Идеи Канта конкретизировал, сместив некоторые акценты, Шиллер в двух статьях «О возвышенном» (1793;1801): «Возвышенным мы называем объект, при представлении которого наша чувственная природа ощущает свою ограниченность, разумная же природа — свое превосходство, свою свободу от всяких ограничений: объект, перед лицом которого мы, таким образом, оказываемся в невыгодном физически положении, но морально, то есть через посредство идей, над ним возвышаемся». Чувство возвышенного сочетает в себе страдание, достигающее иногда степени ужаса, и радость, восходящую до восторга; не будучи в собственном смысле наслаждением, оно чуткими душами предпочитается простому наслаждению прекрасным. Возвышенное путем внезапного потрясения предоставляет нашему духу выход из чувственного мира, в то время как красота приковывает к нему. Шиллер различал «созерцательно-возвышенное силы» и «патетически-возвышенное».

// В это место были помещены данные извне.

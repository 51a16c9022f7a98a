//! The pipeline orchestrator: owns the job state machine and drives the
//! end-to-end analysis sequence.
//!
//! One submission → one detached task → one best-effort attempt. State
//! transitions are committed to the job store at fixed checkpoints:
//! `PROCESSING` before any extraction, the extracted texts immediately after
//! extraction (so explanation generation survives later failures), and a
//! single terminal update carrying either the report or the error message.
//! Every stage failure collapses into the `ERROR` state; nothing is retried
//! and nothing is re-raised to a caller.

use std::sync::Arc;

use complai_ai::{Classifier, EncodeError, TextEncoder};
use complai_core::{JobStatus, JobUpdate};
use complai_extract::{ExtractError, TextExtractor};
use complai_llm::{Completion, LlmError};
use complai_store::{JobStore, PrecedentSearch, StoreError};
use thiserror::Error;
use tracing::{debug, error, info};
use uuid::Uuid;

use crate::parse::{ParseError, parse_report};
use crate::prompt::master_prompt;

/// How many precedents hybrid retrieval asks for.
pub const TOP_K_PRECEDENTS: usize = 5;

/// A stage failure; its rendered message becomes the job's `error_message`.
#[derive(Debug, Error)]
pub enum PipelineError {
    #[error("text extraction failed: {0}")]
    Extract(#[from] ExtractError),

    #[error("embedding generation failed: {0}")]
    Encode(#[from] EncodeError),

    #[error("precedent retrieval failed: {0}")]
    Retrieve(StoreError),

    #[error("store operation failed: {0}")]
    Store(#[from] StoreError),

    #[error("generative completion failed: {0}")]
    Generate(#[from] LlmError),

    #[error("report parsing failed: {0}")]
    Parse(#[from] ParseError),
}

/// Drives Extract → Embed → Retrieve → BuildPrompt → Invoke → Parse → Persist
/// for one job at a time; independent jobs run concurrently.
pub struct AnalysisPipeline {
    jobs: Arc<dyn JobStore>,
    extractor: Arc<dyn TextExtractor>,
    classifier: Arc<dyn Classifier>,
    encoder: Arc<dyn TextEncoder>,
    precedents: Arc<dyn PrecedentSearch>,
    llm: Arc<dyn Completion>,
}

impl AnalysisPipeline {
    pub fn new(
        jobs: Arc<dyn JobStore>,
        extractor: Arc<dyn TextExtractor>,
        classifier: Arc<dyn Classifier>,
        encoder: Arc<dyn TextEncoder>,
        precedents: Arc<dyn PrecedentSearch>,
        llm: Arc<dyn Completion>,
    ) -> Self {
        Self {
            jobs,
            extractor,
            classifier,
            encoder,
            precedents,
            llm,
        }
    }

    /// Create a `PENDING` job and schedule its analysis as a detached task.
    ///
    /// Returns the new job id as soon as the record exists; the caller polls
    /// the job store for completion. There is no admission control — every
    /// accepted submission gets a task.
    pub async fn submit(
        self: Arc<Self>,
        complaint: Vec<u8>,
        frl: Vec<u8>,
    ) -> Result<String, StoreError> {
        let job_id = Uuid::new_v4().to_string();
        self.jobs.create(&job_id).await?;
        info!(job_id, "job submitted");

        let pipeline = Arc::clone(&self);
        let task_job_id = job_id.clone();
        tokio::spawn(async move {
            pipeline.run(&task_job_id, complaint, frl).await;
        });

        Ok(job_id)
    }

    /// Execute the full pipeline for one job.
    ///
    /// Infallible from the caller's perspective: failures are persisted to
    /// the job record, not returned.
    pub async fn run(&self, job_id: &str, complaint: Vec<u8>, frl: Vec<u8>) {
        info!(job_id, "starting analysis pipeline");
        match self.execute(job_id, &complaint, &frl).await {
            Ok(()) => info!(job_id, "analysis complete"),
            Err(err) => {
                error!(job_id, error = %err, "analysis pipeline failed");
                let update = JobUpdate::error(err.to_string());
                if let Err(store_err) = self.jobs.update(job_id, update).await {
                    // The job may now be stuck in PROCESSING; only the store
                    // coming back can resolve that.
                    error!(job_id, error = %store_err, "failed to record job failure");
                }
            }
        }
    }

    async fn execute(
        &self,
        job_id: &str,
        complaint: &[u8],
        frl: &[u8],
    ) -> Result<(), PipelineError> {
        // 1. Enter PROCESSING before touching the documents.
        self.jobs
            .update(job_id, JobUpdate::status(JobStatus::Processing))
            .await?;

        // 2. Extract both documents and persist the texts immediately.
        let complaint_text = self.extractor.extract(complaint)?;
        let frl_text = self.extractor.extract(frl)?;
        self.jobs
            .update(
                job_id,
                JobUpdate::texts(complaint_text.clone(), frl_text.clone()),
            )
            .await?;

        // 3. Coarse classification; best-effort by contract, never fatal.
        let filters = self.classifier.classify(&complaint_text);
        debug!(
            job_id,
            product = filters.product_type.as_deref().unwrap_or("-"),
            themes = filters.key_themes.len(),
            "derived case filters"
        );

        // 4–5. Embed the complaint and retrieve similar precedents.
        let embedding = self.encoder.encode(&complaint_text)?;
        let precedents = self
            .precedents
            .search(&embedding, &filters, TOP_K_PRECEDENTS)
            .await
            .map_err(PipelineError::Retrieve)?;
        info!(job_id, matches = precedents.len(), "retrieved precedents");

        // 6–8. Prompt, invoke, parse.
        let prompt = master_prompt(&complaint_text, &frl_text, &precedents);
        let raw = self.llm.complete(&prompt).await?;
        let report = parse_report(&raw)?;

        // 9. COMPLETE and the report in a single update.
        self.jobs
            .update(job_id, JobUpdate::complete(report))
            .await?;
        Ok(())
    }
}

На идеи Шиллера опирался в своих лекциях «Философия искусства» (читались в 1802-03; опубликованы в 1859) Шеллинг. Он различал возвышенное в природе, в искусстве и в «душевном строе» и определял его как облечение бесконечного в конечное. Для возвышенного, полагал он, недостаточны просто физическая или силовая несоизмеримость с человеческими масштабами. Эстетическое «созерцание возвышенного» имеет место только тогда, когда «чувственно-бесконечное» (например, реальный разгул стихий) выступает символом «истинно бесконечного» (абсолютной идеальной бесконечности). Бесконечное как таковое уничтожает форму чувственно-бесконечного, то есть символа. Поэтому абсолютная бесформенность как «высшая абсолютная форма, в которой бесконечное выражается конечным» и является символом бесконечного как такового, то есть воспринимается как возвышенное. А тождество абсолютной формы и бесформенности — изначальный хаос, как потенция всех форм. Поэтому через «созерцание хаоса разум доходит до всеобщего познания абсолютного, будь то в искусстве или в науке». Отсюда «хаос — основное созерцание возвышенного», согласно Шеллингу. Между возвышенным и прекрасным нет сущностной противоположности, но только количественная. Это понимание возвышенного вдохновляло не одно поколение немецких романтиков; оно близко и теоретикам и практикам ряда направлений искусства XX в.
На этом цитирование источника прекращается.